Lipid Synthesis: An Indicator of Antigen-Induced Signal Transduction in Antigen-Binding Cells

Abstract

A biochemical parameter of lymphocyte activation, lipid synthesis, has been measured in a purified specific antigen-binding cell population (ABC). ABC isolated from immune and nonimmune animals by sequential centrifugation on buoyant density and sedimentation velocity gradients have a 2- to 7-fold higher rate of 14C-choline incorporation into phospholipid than either unfractionated spleen cells or cells depleted of ABC. Also ABC from immune animals were shown to have a 4- to 7-fold higher rate of 14C-acetate incorporation into their neutral lipids than nonbinding controls.
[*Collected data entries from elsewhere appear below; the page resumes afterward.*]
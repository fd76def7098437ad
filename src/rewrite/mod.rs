// isoenv-rs: Isomorphic environment tracking for bundlers
//
// SPDX-FileCopyrightText: 2026 Romeo Ahmed
// SPDX-License-Identifier: GPL-3.0-or-later

//! Rewriting of environment references in analyzed modules.
//!
//! # Reference Shapes
//!
//! ```text
//! const env = process.env     Binding   -> approve rename
//! send(process.env)           Value     -> send(__ISOMORPHIC_ENV__)
//! process.env.API_URL         Member    -> record API_URL for this file,
//!                                          __ISOMORPHIC_ENV__.API_URL
//! window.location             (other)   -> untouched
//! ```
//!
//! The host's parser classifies references and hands them over together
//! with a [`ModuleContext`] for the module being analyzed. [`SourceEdits`]
//! is a ready-made context that applies the replacements to source text.

pub mod edits;


use tracing::trace;

use crate::config::Config;
use crate::manifest::records::PassRecords;

pub use edits::SourceEdits;

/// Byte range `start..end` in a module's source.
#[derive(Debug, Clone, Copy, PartialEq, Eq, PartialOrd, Ord, Hash)]
pub struct Span {
    pub start: usize,
    pub end: usize,
}

impl Span {
    #[must_use]
    pub const fn new(start: usize, end: usize) -> Self {
        Self { start, end }
    }
}

/// A syntactic reference to an identifier path, classified by the host.
#[derive(Debug, Clone, Copy, PartialEq, Eq)]
pub enum EnvReference<'a> {
    /// The path is the target of a renaming binding.
    Binding { path: &'a str },
    /// The whole path is used as a value.
    Value { path: &'a str, span: Span },
    /// A member with a static name is read off the path. `object` covers
    /// only the path part of the member expression.
    Member {
        path: &'a str,
        object: Span,
        property: &'a str,
    },
}

impl EnvReference<'_> {
    #[must_use]
    pub const fn path(&self) -> &str {
        match self {
            Self::Binding { path } | Self::Value { path, .. } | Self::Member { path, .. } => *path,
        }
    }
}

/// Per-module analysis context supplied by the host.
pub trait ModuleContext {
    /// Stable identity of the module's file.
    fn resource(&self) -> &str;

    /// Allows code to alias `path` freely.
    fn approve_rename(&mut self, path: &str);

    /// Replaces the source covered by `span` with `replacement`.
    fn replace(&mut self, span: Span, replacement: &str);
}

/// What [`Rewriter::rewrite`] did with a reference.
#[derive(Debug, Clone, Copy, PartialEq, Eq)]
pub enum Handled {
    /// Renaming was approved; no source change.
    Approved,
    /// The reference now points at the runtime variable.
    Rewritten,
    /// Not a reference to the target path.
    PassThrough,
}

/// Redirects references to the target path to the runtime variable.
#[derive(Debug, Clone, PartialEq, Eq)]
pub struct Rewriter {
    target: String,
    variable: String,
}

impl Rewriter {
    #[must_use]
    pub fn new(target: impl Into<String>, variable: impl Into<String>) -> Self {
        Self {
            target: target.into(),
            variable: variable.into(),
        }
    }

    #[must_use]
    pub fn from_config(config: &Config) -> Self {
        Self::new(config.plugin.target.clone(), config.plugin.variable.clone())
    }

    #[must_use]
    pub fn target(&self) -> &str {
        &self.target
    }

    #[must_use]
    pub fn variable(&self) -> &str {
        &self.variable
    }

    /// Identifier the host's static evaluator should see for `path`.
    #[must_use]
    pub fn evaluate(&self, path: &str) -> Option<&str> {
        (path == self.target).then_some(self.variable.as_str())
    }

    /// Handles one reference found while analyzing the module behind `ctx`.
    ///
    /// Member names are recorded in `records` before the replacement is
    /// issued.
    pub fn rewrite<C>(
        &self,
        ctx: &mut C,
        reference: &EnvReference<'_>,
        records: &mut PassRecords,
    ) -> Handled
    where
        C: ModuleContext + ?Sized,
    {
        if reference.path() != self.target {
            return Handled::PassThrough;
        }

        match *reference {
            EnvReference::Binding { path } => {
                ctx.approve_rename(path);
                Handled::Approved
            }
            EnvReference::Value { span, .. } => {
                ctx.replace(span, &self.variable);
                Handled::Rewritten
            }
            EnvReference::Member {
                object, property, ..
            } => {
                if records.record(ctx.resource(), property) {
                    trace!(file = ctx.resource(), name = property, "Recorded env reference");
                }
                ctx.replace(object, &self.variable);
                Handled::Rewritten
            }
        }
    }

    /// Rewrites `source` given the references the host found in it.
    ///
    /// Names reach `records` only when the whole module rewrites cleanly.
    ///
    /// # Errors
    ///
    /// Returns a `RewriteError` if a reference span is out of bounds or two
    /// spans overlap.
    pub fn rewrite_source(
        &self,
        resource: &str,
        source: &str,
        references: &[EnvReference<'_>],
        records: &mut PassRecords,
    ) -> Result<String, crate::error::RewriteError> {
        let mut edits = SourceEdits::new(resource, source);
        let mut found = PassRecords::new();
        for reference in references {
            self.rewrite(&mut edits, reference, &mut found);
        }
        let rewritten = edits.apply()?;
        records.merge(found);
        Ok(rewritten)
    }
}
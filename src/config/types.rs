// isoenv-rs: Isomorphic environment tracking for bundlers
//
// SPDX-FileCopyrightText: 2026 Romeo Ahmed
// SPDX-License-Identifier: GPL-3.0-or-later

//! Configuration section types.
//!
//! ```text
//! Config: PluginConfig, ClientConfig, LoggingConfig
//! ```

use serde::{Deserialize, Serialize};
use std::path::PathBuf;

use crate::logging::LogLevel;

/// Runtime variable read by client code when none is configured.
pub const DEFAULT_VARIABLE: &str = "__ISOMORPHIC_ENV__";

/// Manifest asset name when none is configured.
pub const DEFAULT_FILENAME: &str = "isomorphic-env.json";

/// Identifier path rewritten in analyzed modules.
pub const DEFAULT_TARGET: &str = "process.env";

/// Pattern selecting client-visible variables by prefix.
pub const DEFAULT_CLIENT_PATTERN: &str = "^CLIENT_";

/// Rewriting and manifest emission options.
#[derive(Debug, Clone, PartialEq, Eq, Serialize, Deserialize)]
#[serde(default, deny_unknown_fields)]
pub struct PluginConfig {
    /// Shared runtime variable that replaces the target path.
    pub variable: String,
    /// Name of the emitted manifest asset.
    pub filename: String,
    /// Dotted identifier path treated as the process environment.
    pub target: String,
}

impl Default for PluginConfig {
    fn default() -> Self {
        Self {
            variable: DEFAULT_VARIABLE.to_string(),
            filename: DEFAULT_FILENAME.to_string(),
            target: DEFAULT_TARGET.to_string(),
        }
    }
}

/// Client-side projection policy.
#[derive(Debug, Clone, PartialEq, Eq, Serialize, Deserialize)]
#[serde(default, deny_unknown_fields)]
pub struct ClientConfig {
    /// Variables always exposed when present in the environment.
    pub explicit_keys: Vec<String>,
    /// Regex whose first match is stripped from matching names.
    /// Empty disables pattern matching.
    pub pattern: String,
}

impl Default for ClientConfig {
    fn default() -> Self {
        Self {
            explicit_keys: Vec::new(),
            pattern: DEFAULT_CLIENT_PATTERN.to_string(),
        }
    }
}

/// Logging options.
#[derive(Debug, Clone, PartialEq, Eq, Serialize, Deserialize)]
#[serde(default, deny_unknown_fields)]
pub struct LoggingConfig {
    /// Log level for console output (0-6).
    pub output_log_level: LogLevel,
    /// Log level for file output (0-6).
    pub file_log_level: LogLevel,
    /// Optional log file.
    #[serde(skip_serializing_if = "Option::is_none")]
    pub log_file: Option<PathBuf>,
}

impl Default for LoggingConfig {
    fn default() -> Self {
        Self {
            output_log_level: LogLevel::INFO,
            file_log_level: LogLevel::TRACE,
            log_file: None,
        }
    }
}
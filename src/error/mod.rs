// isoenv-rs: Isomorphic environment tracking for bundlers
//
// SPDX-FileCopyrightText: 2026 Romeo Ahmed
// SPDX-License-Identifier: GPL-3.0-or-later

//! Error handling module.
//!
//! ```text
//!          IsoEnvError (16 bytes)
//!                   |
//!   +--------+------+--+--------+
//!   |        |         |        |
//!   v        v         v        v
//! Config    Pass    Rewrite   Asset
//!  Box      Box      Box      Box
//!
//! Sub-errors (unboxed internally):
//!   Config   InvalidValue
//!   Pass     NotStarted, OutOfOrder, ForeignPass
//!   Rewrite  InvalidSpan, OverlappingEdits
//!   Asset    WriteFailed, Serialize
//! ```

use thiserror::Error;

/// Convenience alias for `anyhow::Result`.
pub type Result<T> = anyhow::Result<T>;

/// Result type using [`IsoEnvError`].
pub type IsoEnvResult<T> = std::result::Result<T, IsoEnvError>;

/// Top-level library error type.
///
/// All sub-errors are boxed to keep this enum two words wide.
#[derive(Debug, Error)]
pub enum IsoEnvError {
    /// Configuration error.
    #[error("config error: {0}")]
    Config(#[from] Box<ConfigError>),

    /// Build pass sequencing error.
    #[error("pass error: {0}")]
    Pass(#[from] Box<PassError>),

    /// Source rewriting error.
    #[error("rewrite error: {0}")]
    Rewrite(#[from] Box<RewriteError>),

    /// Asset emission error.
    #[error("asset error: {0}")]
    Asset(#[from] Box<AssetError>),
}

macro_rules! impl_from_boxed {
    ($($error:ty => $variant:ident),+ $(,)?) => {
        $(
            impl From<$error> for IsoEnvError {
                fn from(err: $error) -> Self {
                    IsoEnvError::$variant(Box::new(err))
                }
            }
        )+
    };
}

impl_from_boxed! {
    ConfigError => Config,
    PassError => Pass,
    RewriteError => Rewrite,
    AssetError => Asset,
}

// --- Config Errors ---

/// Configuration-related errors.
#[derive(Debug, Error)]
pub enum ConfigError {
    /// Invalid configuration value.
    #[error("invalid value for '{key}' in section '[{section}]': {message}")]
    InvalidValue {
        section: String,
        key: String,
        message: String,
    },
}

// --- Pass Errors ---

/// Build pass sequencing errors.
///
/// Finalizing a pass that is not the currently open one would reconcile a
/// partially populated record store.
#[derive(Debug, Error, PartialEq, Eq)]
pub enum PassError {
    /// Finalize was called while no pass was open.
    #[error("pass {pass} finalized but no pass is open")]
    NotStarted { pass: u64 },

    /// Finalize was called for a pass other than the open one.
    #[error("pass {pass} finalized while pass {open} is open")]
    OutOfOrder { pass: u64, open: u64 },

    /// Finalize was called with a pass begun by another tracker.
    #[error("pass {pass} belongs to another tracker")]
    ForeignPass { pass: u64 },
}

// --- Rewrite Errors ---

/// Source rewriting errors.
#[derive(Debug, Error, PartialEq, Eq)]
pub enum RewriteError {
    /// Replacement span lies outside the source or splits a character.
    #[error("invalid span {start}..{end} in '{resource}' (source is {len} bytes)")]
    InvalidSpan {
        resource: String,
        start: usize,
        end: usize,
        len: usize,
    },

    /// Two replacements cover the same bytes.
    #[error("overlapping edits at {first}..{second} in '{resource}'")]
    OverlappingEdits {
        resource: String,
        first: usize,
        second: usize,
    },
}

// --- Asset Errors ---

/// Output asset errors.
#[derive(Debug, Error)]
pub enum AssetError {
    /// Writing an asset to its destination failed.
    #[error("failed to write asset '{name}': {source}")]
    WriteFailed {
        name: String,
        #[source]
        source: std::io::Error,
    },

    /// Serializing an asset failed.
    #[error("failed to serialize asset '{name}': {source}")]
    Serialize {
        name: String,
        #[source]
        source: serde_json::Error,
    },
}

#[cfg(test)]
mod tests;
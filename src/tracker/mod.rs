// isoenv-rs: Isomorphic environment tracking for bundlers
//
// SPDX-FileCopyrightText: 2026 Romeo Ahmed
// SPDX-License-Identifier: GPL-3.0-or-later

//! Pass-by-pass tracking of environment references.
//!
//! ```text
//! Tracker::begin_pass() --> Pass { id, records }
//!        |
//!        |  for each analyzed module / reference:
//!        |    Pass::analyze(ctx, reference)  --> Rewriter::rewrite
//!        v
//! Tracker::finalize(pass, HostFacts)
//!        |  same session, id == open pass?  else PassError
//!        v
//!   manifest::reconcile --> manifest', ledger'
//!        |
//!        v
//! ClientManifest { variable, envKeys } --> AssetSink (emit)
//! ```
//!
//! The tracker is the only owner of the cross-pass manifest and timestamp
//! ledger. A pass holds its own record store, so nothing is shared while
//! modules are analyzed.

pub mod asset;
pub mod timestamps;


use std::sync::atomic::{AtomicU64, Ordering};

use tracing::{debug, info, warn};

use crate::config::Config;
use crate::error::{IsoEnvResult, PassError};
use crate::logging::pass_span;
use crate::manifest::records::PassRecords;
use crate::manifest::{ClientManifest, EnvManifest, HostFacts, Timestamp, TimestampLedger, reconcile};
use crate::rewrite::{EnvReference, Handled, ModuleContext, Rewriter};

use asset::AssetSink;

static NEXT_SESSION: AtomicU64 = AtomicU64::new(1);

/// One build pass in progress.
///
/// Only the tracker that handed out a pass can finalize it.
#[derive(Debug)]
pub struct Pass {
    session: u64,
    id: u64,
    rewriter: Rewriter,
    records: PassRecords,
}

impl Pass {
    #[must_use]
    pub const fn id(&self) -> u64 {
        self.id
    }

    /// Records collected so far.
    #[must_use]
    pub const fn records(&self) -> &PassRecords {
        &self.records
    }

    /// Handles a reference found while analyzing the module behind `ctx`.
    pub fn analyze<C>(&mut self, ctx: &mut C, reference: &EnvReference<'_>) -> Handled
    where
        C: ModuleContext + ?Sized,
    {
        self.rewriter.rewrite(ctx, reference, &mut self.records)
    }

    /// Rewrites a whole module's source.
    ///
    /// # Errors
    ///
    /// Returns a `RewriteError` for invalid or overlapping reference spans.
    pub fn analyze_source(
        &mut self,
        resource: &str,
        source: &str,
        references: &[EnvReference<'_>],
    ) -> Result<String, crate::error::RewriteError> {
        self.rewriter
            .rewrite_source(resource, source, references, &mut self.records)
    }
}

/// Owns the manifest across passes of one build process or watch session.
///
/// Each tracker is its own session: passes from another tracker are
/// rejected. A clone continues the same session.
#[derive(Debug, Clone)]
pub struct Tracker {
    session: u64,
    rewriter: Rewriter,
    filename: String,
    manifest: EnvManifest,
    ledger: TimestampLedger,
    session_start: Timestamp,
    next_pass: u64,
    open_pass: Option<u64>,
}

impl Tracker {
    /// Tracker whose session starts now.
    #[must_use]
    pub fn new(config: &Config) -> Self {
        Self::with_session_start(config, timestamps::now_millis())
    }

    /// Files the ledger has never seen count as changed when their
    /// timestamp is newer than `session_start`.
    #[must_use]
    pub fn with_session_start(config: &Config, session_start: Timestamp) -> Self {
        Self {
            session: NEXT_SESSION.fetch_add(1, Ordering::Relaxed),
            rewriter: Rewriter::from_config(config),
            filename: config.plugin.filename.clone(),
            manifest: EnvManifest::new(),
            ledger: TimestampLedger::new(),
            session_start,
            next_pass: 1,
            open_pass: None,
        }
    }

    #[must_use]
    pub const fn rewriter(&self) -> &Rewriter {
        &self.rewriter
    }

    #[must_use]
    pub fn filename(&self) -> &str {
        &self.filename
    }

    #[must_use]
    pub const fn manifest(&self) -> &EnvManifest {
        &self.manifest
    }

    #[must_use]
    pub const fn ledger(&self) -> &TimestampLedger {
        &self.ledger
    }

    #[must_use]
    pub const fn session_start(&self) -> Timestamp {
        self.session_start
    }

    /// Pass currently accepting records, if any.
    #[must_use]
    pub const fn open_pass(&self) -> Option<u64> {
        self.open_pass
    }

    #[must_use]
    pub fn client_manifest(&self) -> ClientManifest {
        ClientManifest::new(self.rewriter.variable(), &self.manifest)
    }

    /// Opens a new pass with an empty record store.
    ///
    /// A pass that is still open is abandoned; finalizing it afterwards
    /// fails with `PassError::OutOfOrder`.
    pub fn begin_pass(&mut self) -> Pass {
        let id = self.next_pass;
        self.next_pass += 1;

        if let Some(abandoned) = self.open_pass.replace(id) {
            warn!(pass = abandoned, next = id, "Abandoning unfinished pass");
        }
        debug!(pass = id, "Pass started");

        Pass {
            session: self.session,
            id,
            rewriter: self.rewriter.clone(),
            records: PassRecords::new(),
        }
    }

    /// Reconciles a completed pass into the manifest.
    ///
    /// Must be called once every module of `pass` has been analyzed. On
    /// error the tracker state is unchanged.
    ///
    /// # Errors
    ///
    /// Returns `PassError::ForeignPass` if another tracker began `pass`,
    /// `PassError::NotStarted` if no pass is open and
    /// `PassError::OutOfOrder` if `pass` is not the open one.
    pub fn finalize(&mut self, pass: Pass, host: HostFacts) -> IsoEnvResult<ClientManifest> {
        let _span = pass_span(pass.id).entered();

        if pass.session != self.session {
            return Err(PassError::ForeignPass { pass: pass.id }.into());
        }
        match self.open_pass {
            Some(open) if open == pass.id => {}
            Some(open) => return Err(PassError::OutOfOrder { pass: pass.id, open }.into()),
            None => return Err(PassError::NotStarted { pass: pass.id }.into()),
        }

        debug!(
            live = host.live.len(),
            recorded = pass.records.len(),
            tracked = self.manifest.len(),
            "Reconciling pass"
        );

        let out = reconcile(
            &self.manifest,
            &self.ledger,
            host,
            pass.records,
            self.session_start,
        );

        for file in &out.dropped {
            debug!(file = %file, "Evicted file no longer in the build graph");
        }
        for file in &out.emptied {
            debug!(file = %file, "Evicted file that no longer references env");
        }

        self.manifest = out.manifest;
        self.ledger = out.ledger;
        self.open_pass = None;

        Ok(self.client_manifest())
    }

    /// [`finalize`](Self::finalize), then writes the manifest asset to `sink`.
    ///
    /// # Errors
    ///
    /// Returns the `finalize` errors, or an `AssetError` if the manifest
    /// cannot be serialized or stored. The manifest is updated even when
    /// storing fails.
    pub fn emit<S>(&mut self, pass: Pass, host: HostFacts, sink: &mut S) -> IsoEnvResult<ClientManifest>
    where
        S: AssetSink + ?Sized,
    {
        let client = self.finalize(pass, host)?;
        let json = client.to_json(&self.filename)?;
        sink.emit(&self.filename, &json)?;

        info!(
            asset = %self.filename,
            keys = client.env_keys.len(),
            "Emitted env manifest"
        );
        Ok(client)
    }
}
The elevated lipid synthesis seen in both nonimmune SRBC-ABC and TNP-SRBC ABC indicates that antigenic contact via the B cell immunoglobulin receptor results in signal transduction and activation of the specific receptor-bearing lymphocyte population. Binding of the same particle (SRBC) to B cells via their Fc receptors did not regularly result in activation of lipid synthesis. The magnitude of the increased lipid synthesis in ABC populations approached that seen in LPS-stimulated spleen cells. We propose that the measurement of early activation events in purified ABC may be a more appropriate criterion for antigen-induced signals than later events such as thymidine incorporation or antibody secretion.